[Collected data]
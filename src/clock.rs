//! Deterministic clock abstraction for testable time-dependent logic.

use chrono::{DateTime, Utc};
use std::time::{Duration, Instant};

/// Clock trait for deterministic time in tests.
pub trait Clock: Send + Sync {
    /// Get the current UTC time.
    fn now_utc(&self) -> DateTime<Utc>;

    /// Get the current monotonic time.
    fn now(&self) -> Instant;

    /// Block the calling thread for `duration`.
    fn sleep(&self, duration: Duration);
}

/// System clock using actual wall time.
#[derive(Debug, Clone, Copy, Default)]
pub struct SystemClock;

impl Clock for SystemClock {
    fn now_utc(&self) -> DateTime<Utc> {
        Utc::now()
    }

    fn now(&self) -> Instant {
        Instant::now()
    }

    fn sleep(&self, duration: Duration) {
        std::thread::sleep(duration);
    }
}

/// Mock clock for deterministic testing.
///
/// Time only moves through [`MockClock::advance`] or [`Clock::sleep`],
/// which returns immediately after advancing the virtual time.
#[cfg(any(test, feature = "test-seams"))]
#[derive(Debug)]
pub struct MockClock {
    base_utc: DateTime<Utc>,
    base_instant: Instant,
    elapsed: std::sync::Mutex<Duration>,
}

#[cfg(any(test, feature = "test-seams"))]
impl MockClock {
    /// Create a mock clock frozen at the given time.
    pub fn new(now: DateTime<Utc>) -> Self {
        Self {
            base_utc: now,
            base_instant: Instant::now(),
            elapsed: std::sync::Mutex::new(Duration::ZERO),
        }
    }

    /// Create a mock clock from an RFC 3339 string.
    pub fn from_rfc3339(s: &str) -> Self {
        Self::new(
            DateTime::parse_from_rfc3339(s)
                .expect("valid RFC 3339")
                .with_timezone(&Utc),
        )
    }

    /// Advance the clock by a duration.
    pub fn advance(&self, duration: Duration) {
        let mut elapsed = self.elapsed.lock().unwrap_or_else(|e| e.into_inner());
        *elapsed += duration;
    }

    /// Total virtual time elapsed since creation.
    pub fn elapsed(&self) -> Duration {
        *self.elapsed.lock().unwrap_or_else(|e| e.into_inner())
    }
}

#[cfg(any(test, feature = "test-seams"))]
impl Clock for MockClock {
    fn now_utc(&self) -> DateTime<Utc> {
        let elapsed =
            chrono::Duration::from_std(self.elapsed()).unwrap_or(chrono::Duration::zero());
        self.base_utc + elapsed
    }

    fn now(&self) -> Instant {
        self.base_instant + self.elapsed()
    }

    fn sleep(&self, duration: Duration) {
        self.advance(duration);
    }
}
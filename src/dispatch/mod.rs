//! Concurrent dispatch of key-check requests.

pub mod pool;
//! Global rate gate.
//!
//! Enforces a minimum spacing between request starts across all workers.
//! The check, the wait and the update of the last-start timestamp happen
//! under one mutex, so two workers can never both observe an expired
//! interval and start together.

use crate::clock::Clock;
use std::sync::{Arc, Mutex};
use std::time::{Duration, Instant};
use tracing::debug;

/// Process-wide spacing of request starts.
pub struct RateGate {
    min_interval: Duration,
    clock: Arc<dyn Clock>,
    last_start: Mutex<Option<Instant>>,
}

impl RateGate {
    /// Create a gate enforcing `min_interval` between acquisitions.
    pub fn new(min_interval: Duration, clock: Arc<dyn Clock>) -> Self {
        Self {
            min_interval,
            clock,
            last_start: Mutex::new(None),
        }
    }

    /// Configured spacing.
    pub fn min_interval(&self) -> Duration {
        self.min_interval
    }

    /// Block until a request may start, then record and return its start time.
    ///
    /// Callers are granted in lock order. The mutex is held while waiting,
    /// so the next caller measures its interval from the previous grant.
    pub fn acquire(&self) -> Instant {
        // A panic while holding the lock cannot leave the timestamp torn.
        let mut last_start = self
            .last_start
            .lock()
            .unwrap_or_else(|poisoned| poisoned.into_inner());

        let mut now = self.clock.now();
        if let Some(last) = *last_start {
            let next = last + self.min_interval;
            if now < next {
                let wait = next - now;
                debug!(wait_ms = wait.as_millis() as u64, "rate gate waiting");
                self.clock.sleep(wait);
                now = self.clock.now();
            }
        }

        *last_start = Some(now);
        now
    }
}
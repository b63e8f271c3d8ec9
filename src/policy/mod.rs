//! Pass/fail policy for key-check responses.

pub mod classify;
//! Response classification.
//!
//! Maps a raw `(status, body)` pair from one key-check request to a
//! [`Verdict`]. Pure: no I/O, no clock, no logging.
//!
//! Precedence for error statuses:
//! 1. Quota exhaustion (429, `RESOURCE_EXHAUSTED`, or "quota" in the error)
//! 2. Invalid credentials (401, 403, any `API_KEY_*` reason)
//! 3. Anything else is an upstream error

use crate::protocol::models::{parse_error_envelope, parse_generate_response, ErrorBody};
use serde::Serialize;
use std::fmt;

/// Maximum number of body characters carried into diagnostics.
pub const MAX_DETAIL_CHARS: usize = 500;

/// Outcome of checking a single key.
#[derive(Debug, Clone, PartialEq, Eq, Serialize)]
#[serde(tag = "kind", rename_all = "snake_case")]
pub enum Verdict {
    /// The key answered the test request.
    Passed {
        /// Generated text, or a note when the reply carried none.
        text: String,
        /// Remaining quota reported by the provider, if any.
        remaining_quota: Option<String>,
    },

    /// The provider rejected the credential.
    InvalidKey {
        /// Provider-supplied reason.
        reason: String,
    },

    /// The key works but is out of quota or rate-limited.
    QuotaExhausted {
        /// Provider-supplied reason.
        reason: String,
        /// Quota metric named by the provider, if any.
        quota_metric: Option<String>,
    },

    /// The request never produced an HTTP response.
    Transport {
        /// Transport failure description.
        reason: String,
    },

    /// The response body had an unexpected shape.
    Parse {
        /// Parser message plus a raw body excerpt.
        detail: String,
    },

    /// Any other non-success status (unknown model, server error).
    Upstream {
        /// HTTP status code.
        status: u16,
        /// Provider-supplied reason.
        reason: String,
    },

    /// The key was rejected locally and never sent.
    InvalidInput {
        /// Validation failure.
        reason: String,
    },
}

impl Verdict {
    /// Whether this verdict counts as a pass.
    pub fn passed(&self) -> bool {
        matches!(self, Verdict::Passed { .. })
    }

    /// Short machine-friendly kind name.
    pub fn kind(&self) -> &'static str {
        match self {
            Verdict::Passed { .. } => "passed",
            Verdict::InvalidKey { .. } => "invalid_key",
            Verdict::QuotaExhausted { .. } => "quota_exhausted",
            Verdict::Transport { .. } => "transport",
            Verdict::Parse { .. } => "parse",
            Verdict::Upstream { .. } => "upstream",
            Verdict::InvalidInput { .. } => "invalid_input",
        }
    }

    /// Remaining quota, only ever present on a pass.
    pub fn remaining_quota(&self) -> Option<&str> {
        match self {
            Verdict::Passed {
                remaining_quota, ..
            } => remaining_quota.as_deref(),
            _ => None,
        }
    }

    /// Diagnostic message shown next to the key.
    ///
    /// Every failure kind carries its own prefix so two different kinds
    /// never render the same message.
    pub fn message(&self) -> String {
        self.to_string()
    }
}

impl fmt::Display for Verdict {
    fn fmt(&self, f: &mut fmt::Formatter<'_>) -> fmt::Result {
        match self {
            Verdict::Passed { text, .. } => write!(f, "{}", text),
            Verdict::InvalidKey { reason } => write!(f, "invalid key: {}", reason),
            Verdict::QuotaExhausted {
                reason,
                quota_metric: Some(metric),
            } => write!(f, "quota exhausted: {} (metric: {})", reason, metric),
            Verdict::QuotaExhausted { reason, .. } => write!(f, "quota exhausted: {}", reason),
            Verdict::Transport { reason } => write!(f, "transport failure: {}", reason),
            Verdict::Parse { detail } => write!(f, "parse failure: {}", detail),
            Verdict::Upstream { status, reason } => {
                write!(f, "upstream error (HTTP {}): {}", status, reason)
            }
            Verdict::InvalidInput { reason } => write!(f, "invalid input: {}", reason),
        }
    }
}

/// Classify one HTTP response.
///
/// # Arguments
/// * `status` - HTTP status code
/// * `body` - Response body, lossily decoded
/// * `remaining_quota` - Quota hint captured from response headers
pub fn classify(status: u16, body: &str, remaining_quota: Option<String>) -> Verdict {
    if (200..300).contains(&status) {
        return classify_success(body, remaining_quota);
    }

    let error = parse_error_envelope(body);
    let reason = error_reason(error.as_ref(), body);

    if is_exhausted(status, error.as_ref(), body) {
        let quota_metric = extract_quota_metric(&reason);
        return Verdict::QuotaExhausted {
            reason,
            quota_metric,
        };
    }

    if is_invalid_credential(status, error.as_ref()) {
        return Verdict::InvalidKey { reason };
    }

    Verdict::Upstream { status, reason }
}

fn classify_success(body: &str, remaining_quota: Option<String>) -> Verdict {
    let response = match parse_generate_response(body) {
        Ok(response) => response,
        Err(e) => {
            return Verdict::Parse {
                detail: format!("{}; body: {}", e, excerpt(body)),
            }
        }
    };

    if let Some(text) = response.extract_text() {
        return Verdict::Passed {
            text,
            remaining_quota,
        };
    }

    if response.has_candidates() {
        let note = match response.finish_reason() {
            Some(reason) => format!("(no text in response, finishReason: {})", reason),
            None => "(no text in response)".to_string(),
        };
        return Verdict::Passed {
            text: note,
            remaining_quota,
        };
    }

    Verdict::Parse {
        detail: format!("response has no candidates or text; body: {}", excerpt(body)),
    }
}

fn is_exhausted(status: u16, error: Option<&ErrorBody>, body: &str) -> bool {
    if status == 429 {
        return true;
    }
    if let Some(error) = error {
        if error.status.as_deref() == Some("RESOURCE_EXHAUSTED") {
            return true;
        }
    }
    let lowered = body.to_lowercase();
    lowered.contains("resource_exhausted") || lowered.contains("quota")
}

fn is_invalid_credential(status: u16, error: Option<&ErrorBody>) -> bool {
    if status == 401 || status == 403 {
        return true;
    }
    let Some(error) = error else {
        return false;
    };
    // API_KEY_INVALID, API_KEY_EXPIRED, API_KEY_SERVICE_BLOCKED, ...
    if error.has_reason_prefix("API_KEY_")
        || error.status.as_deref() == Some("UNAUTHENTICATED")
    {
        return true;
    }
    error
        .message
        .as_deref()
        .is_some_and(|m| m.to_lowercase().contains("api key not valid"))
}

/// Prefer the provider's message; fall back to the raw body excerpt.
fn error_reason(error: Option<&ErrorBody>, body: &str) -> String {
    error
        .and_then(|e| e.message.as_deref())
        .map(|m| m.trim().to_string())
        .filter(|m| !m.is_empty())
        .unwrap_or_else(|| {
            let raw = excerpt(body);
            if raw.is_empty() {
                "(empty response body)".to_string()
            } else {
                raw
            }
        })
}

/// Extract the metric from "Quota exceeded for metric: <metric>, limit: ...".
fn extract_quota_metric(message: &str) -> Option<String> {
    message
        .split("Quota exceeded for metric:")
        .nth(1)
        .and_then(|s| s.split(',').next())
        .map(|s| s.trim().to_string())
        .filter(|s| !s.is_empty())
}

/// Trimmed body truncated to [`MAX_DETAIL_CHARS`] characters.
pub fn excerpt(body: &str) -> String {
    let trimmed = body.trim();
    match trimmed.char_indices().nth(MAX_DETAIL_CHARS) {
        Some((idx, _)) => format!("{}...", &trimmed[..idx]),
        None => trimmed.to_string(),
    }
}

*Try it*
The lines above from the one containing "2. Invalid credentials" through the one containing "pub const MAX_DETAIL_CHARS: usize = 500;" are to be set down exactly, and no others.

*Problem solution*
//! 2. Invalid credentials (401, 403, any `API_KEY_*` reason)
//! 3. Anything else is an upstream error

use crate::protocol::models::{parse_error_envelope, parse_generate_response, ErrorBody};
use serde::Serialize;
use std::fmt;

/// Maximum number of body characters carried into diagnostics.
pub const MAX_DETAIL_CHARS: usize = 500;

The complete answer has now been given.